Although botanists and ornithologists frequently direct their attention toward the effects of seabird guano on island vegetation communities (Anderson and Polis 1999; Sánchez-Piñero and Polis 2000; Ellis 2005), few studies have addressed the loss of nesting habitat that results from these vegetation changes. Seabird colonies supply nutrient-rich guano and biological materials to islands that typically have few outside nutrient sources (Polis and Hurd 1996; McMaster 2005; Wait et al. 2005). By elevating levels of nutrients, seabirds can alter vegetation, although the effect (positive or negative) varies by plant species (Wainright et al. 1998; Rajakaruna et al. 2009). Seabirds also disperse many agents, including plant seeds (Gillham 1956) and pollutants (Blais et al. 2005; Evenset et al. 2007), that can affect the composition and spatial distribution of island vegetation communities (Ellis 2005).
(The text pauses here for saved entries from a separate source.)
use rust_decimal::Decimal;
use serde::Deserialize;
use utoipa::IntoParams;
use uuid::Uuid;

use crate::catalog::CatalogError;
use crate::db::escape_like;
use crate::query::Page;

/// Default number of products per page
pub const DEFAULT_PAGE_SIZE: u32 = 12;
/// Upper bound on products per page
pub const MAX_PAGE_SIZE: u32 = 100;

/// Column list shared by every product SELECT
pub const PRODUCT_COLUMNS: &str = "id, name, slug, description, price, old_price, category_id, \
    quantity, colors, sizes, images, rating, review_ids, discount_percentage, discount_price, \
    discount_start, discount_end, discount_active, is_new, new_until, is_deleted, created_at, updated_at";

/// Query parameters accepted by GET /api/products
///
/// List-valued filters (`categories`, `colors`, `sizes`) are comma separated.
#[derive(Debug, Default, Deserialize, IntoParams)]
#[into_params(parameter_in = Query)]
pub struct ProductQueryParams {
    /// Single category id
    pub category: Option<String>,
    /// Comma-separated category ids
    pub categories: Option<String>,
    pub min_price: Option<Decimal>,
    pub max_price: Option<Decimal>,
    pub colors: Option<String>,
    pub sizes: Option<String>,
    /// Case-insensitive substring over name and description
    pub search: Option<String>,
    /// Only products with an active discount
    pub discount: Option<bool>,
    /// Only products flagged new
    pub new: Option<bool>,
    /// Only products with quantity > 0
    pub in_stock: Option<bool>,
    /// newest | price-asc | price-desc | name-asc | name-desc | discount | rating
    pub sort: Option<String>,
    pub page: Option<u32>,
    pub limit: Option<u32>,
}

/// Combinable product predicates
#[derive(Debug, Clone, Default, PartialEq)]
pub struct ProductFilter {
    pub category_ids: Vec<Uuid>,
    pub min_price: Option<Decimal>,
    pub max_price: Option<Decimal>,
    pub colors: Vec<String>,
    pub sizes: Vec<String>,
    pub search: Option<String>,
    pub discount_only: bool,
    pub new_only: bool,
    pub in_stock_only: bool,
    pub include_deleted: bool,
}

/// Product sort orders
#[derive(Debug, Clone, Copy, Default, PartialEq, Eq)]
pub enum ProductSort {
    #[default]
    Newest,
    PriceAsc,
    PriceDesc,
    NameAsc,
    NameDesc,
    /// Highest discount percentage first
    Discount,
    /// Highest rating first
    Rating,
    /// Discount window ending last first
    DiscountEndingLast,
}

impl ProductSort {
    pub fn parse(value: &str) -> Result<Self, CatalogError> {
        match value.trim().to_lowercase().as_str() {
            "" | "newest" => Ok(ProductSort::Newest),
            "price-asc" => Ok(ProductSort::PriceAsc),
            "price-desc" => Ok(ProductSort::PriceDesc),
            "name-asc" => Ok(ProductSort::NameAsc),
            "name-desc" => Ok(ProductSort::NameDesc),
            "discount" => Ok(ProductSort::Discount),
            "rating" => Ok(ProductSort::Rating),
            _ => Err(CatalogError::InvalidQuery(format!(
                "Invalid sort '{}'. Must be one of newest, price-asc, price-desc, name-asc, name-desc, discount, rating",
                value
            ))),
        }
    }

    /// ORDER BY clause; every order ends on `id` so pages are stable
    pub fn order_by(&self) -> &'static str {
        match self {
            ProductSort::Newest => "created_at DESC, id",
            ProductSort::PriceAsc => "price ASC, id",
            ProductSort::PriceDesc => "price DESC, id",
            ProductSort::NameAsc => "name ASC, id",
            ProductSort::NameDesc => "name DESC, id",
            ProductSort::Discount => "discount_percentage DESC, id",
            ProductSort::Rating => "rating DESC, id",
            ProductSort::DiscountEndingLast => "discount_end DESC NULLS LAST, id",
        }
    }
}

/// Validated and normalized listing request
#[derive(Debug, Clone, PartialEq)]
pub struct ProductQuery {
    pub filter: ProductFilter,
    pub sort: ProductSort,
    pub page: Page,
}

impl ProductQuery {
    /// Validate raw query parameters and apply defaults
    pub fn from_params(params: ProductQueryParams) -> Result<Self, CatalogError> {
        let mut category_ids = Vec::new();
        for raw in params
            .category
            .iter()
            .chain(params.categories.iter())
            .flat_map(|value| split_list(value))
        {
            let id = Uuid::parse_str(&raw)
                .map_err(|_| CatalogError::InvalidQuery(format!("Invalid category id '{}'", raw)))?;
            if !category_ids.contains(&id) {
                category_ids.push(id);
            }
        }

        for (name, value) in [("min_price", params.min_price), ("max_price", params.max_price)] {
            if value.is_some_and(|price| price < Decimal::ZERO) {
                return Err(CatalogError::InvalidQuery(format!("{} cannot be negative", name)));
            }
        }
        if let (Some(min), Some(max)) = (params.min_price, params.max_price) {
            if min > max {
                return Err(CatalogError::InvalidQuery(
                    "min_price cannot be greater than max_price".to_string(),
                ));
            }
        }

        let page = Page::from_params(params.page, params.limit, DEFAULT_PAGE_SIZE, MAX_PAGE_SIZE)
            .map_err(CatalogError::InvalidQuery)?;

        let sort = match params.sort {
            Some(ref value) => ProductSort::parse(value)?,
            None => ProductSort::default(),
        };

        let search = params
            .search
            .map(|s| s.trim().to_string())
            .filter(|s| !s.is_empty());

        Ok(Self {
            filter: ProductFilter {
                category_ids,
                min_price: params.min_price,
                max_price: params.max_price,
                colors: params.colors.as_deref().map(split_list).unwrap_or_default(),
                sizes: params.sizes.as_deref().map(split_list).unwrap_or_default(),
                search,
                discount_only: params.discount.unwrap_or(false),
                new_only: params.new.unwrap_or(false),
                in_stock_only: params.in_stock.unwrap_or(false),
                include_deleted: false,
            },
            sort,
            page,
        })
    }
}

fn split_list(value: &str) -> Vec<String> {
    value
        .split(',')
        .map(str::trim)
        .filter(|s| !s.is_empty())
        .map(str::to_string)
        .collect()
}

/// A bound parameter of a generated product query
#[derive(Debug, Clone, PartialEq)]
pub enum SqlParam {
    Text(String),
    Decimal(Decimal),
    Uuids(Vec<Uuid>),
    Texts(Vec<String>),
}

/// Builds parameterized product queries from a [`ProductFilter`]
///
/// The page query and the count query share one WHERE clause, so the total
/// never depends on the page window.
pub struct ProductQueryBuilder {
    where_clauses: Vec<String>,
    params: Vec<SqlParam>,
}

impl ProductQueryBuilder {
    pub fn new(filter: &ProductFilter) -> Self {
        let mut builder = Self {
            where_clauses: Vec::new(),
            params: Vec::new(),
        };

        if !filter.include_deleted {
            builder.where_clauses.push("is_deleted = FALSE".to_string());
        }
        if !filter.category_ids.is_empty() {
            builder.push_param(SqlParam::Uuids(filter.category_ids.clone()), |i| {
                format!("category_id = ANY(${})", i)
            });
        }
        if let Some(min) = filter.min_price {
            builder.push_param(SqlParam::Decimal(min), |i| format!("price >= ${}", i));
        }
        if let Some(max) = filter.max_price {
            builder.push_param(SqlParam::Decimal(max), |i| format!("price <= ${}", i));
        }
        if !filter.colors.is_empty() {
            builder.push_param(SqlParam::Texts(filter.colors.clone()), |i| format!("colors && ${}", i));
        }
        if !filter.sizes.is_empty() {
            builder.push_param(SqlParam::Texts(filter.sizes.clone()), |i| format!("sizes && ${}", i));
        }
        if let Some(ref search) = filter.search {
            let pattern = format!("%{}%", escape_like(search));
            builder.push_param(SqlParam::Text(pattern), |i| {
                format!("(name ILIKE ${0} OR description ILIKE ${0})", i)
            });
        }
        if filter.discount_only {
            builder.where_clauses.push("discount_active = TRUE".to_string());
        }
        if filter.new_only {
            builder.where_clauses.push("is_new = TRUE".to_string());
        }
        if filter.in_stock_only {
            builder.where_clauses.push("quantity > 0".to_string());
        }

        builder
    }

    fn push_param(&mut self, param: SqlParam, clause: impl FnOnce(usize) -> String) {
        self.params.push(param);
        self.where_clauses.push(clause(self.params.len()));
    }

    fn where_sql(&self) -> String {
        if self.where_clauses.is_empty() {
            String::new()
        } else {
            format!(" WHERE {}", self.where_clauses.join(" AND "))
        }
    }

    /// SELECT for one page, or for every match when `page` is `None`
    pub fn build_page(&self, sort: ProductSort, page: Option<Page>) -> (String, Vec<SqlParam>) {
        let mut query = format!("SELECT {} FROM products{}", PRODUCT_COLUMNS, self.where_sql());
        query.push_str(" ORDER BY ");
        query.push_str(sort.order_by());

        // LIMIT/OFFSET are integers we computed, not user text
        if let Some(page) = page {
            query.push_str(&format!(" LIMIT {} OFFSET {}", page.size, page.offset()));
        }

        (query, self.params.clone())
    }

    /// SELECT COUNT(*) over the same predicates
    pub fn build_count(&self) -> (String, Vec<SqlParam>) {
        (
            format!("SELECT COUNT(*) FROM products{}", self.where_sql()),
            self.params.clone(),
        )
    }
}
Vegetative cover limits breeding habitat for many ground-nesting tern species (Severinghaus 1982; Houde 1983; Saliva and Burger 1989; Ramos and del Nevo 1995). Common Terns (Sterna hirundo) prefer to nest on open ground with ∼ 10–40% vegetation cover (Blokpoel et al. 1978; Burger and Gochfeld 1991; Nisbet 2002). However, most islands in the Gulf of Maine available for nesting seabirds have central grassy meadows surrounded by open rock, with thin margins of rock-vegetation interface (Conkling 1999). Thus, most protected habitat is not suitable for Common Tern nesting, and breeding populations of this species are concentrated on a small number of islands managed for nesting seabirds (Kress et al. 1983; Anderson and Devlin 1999).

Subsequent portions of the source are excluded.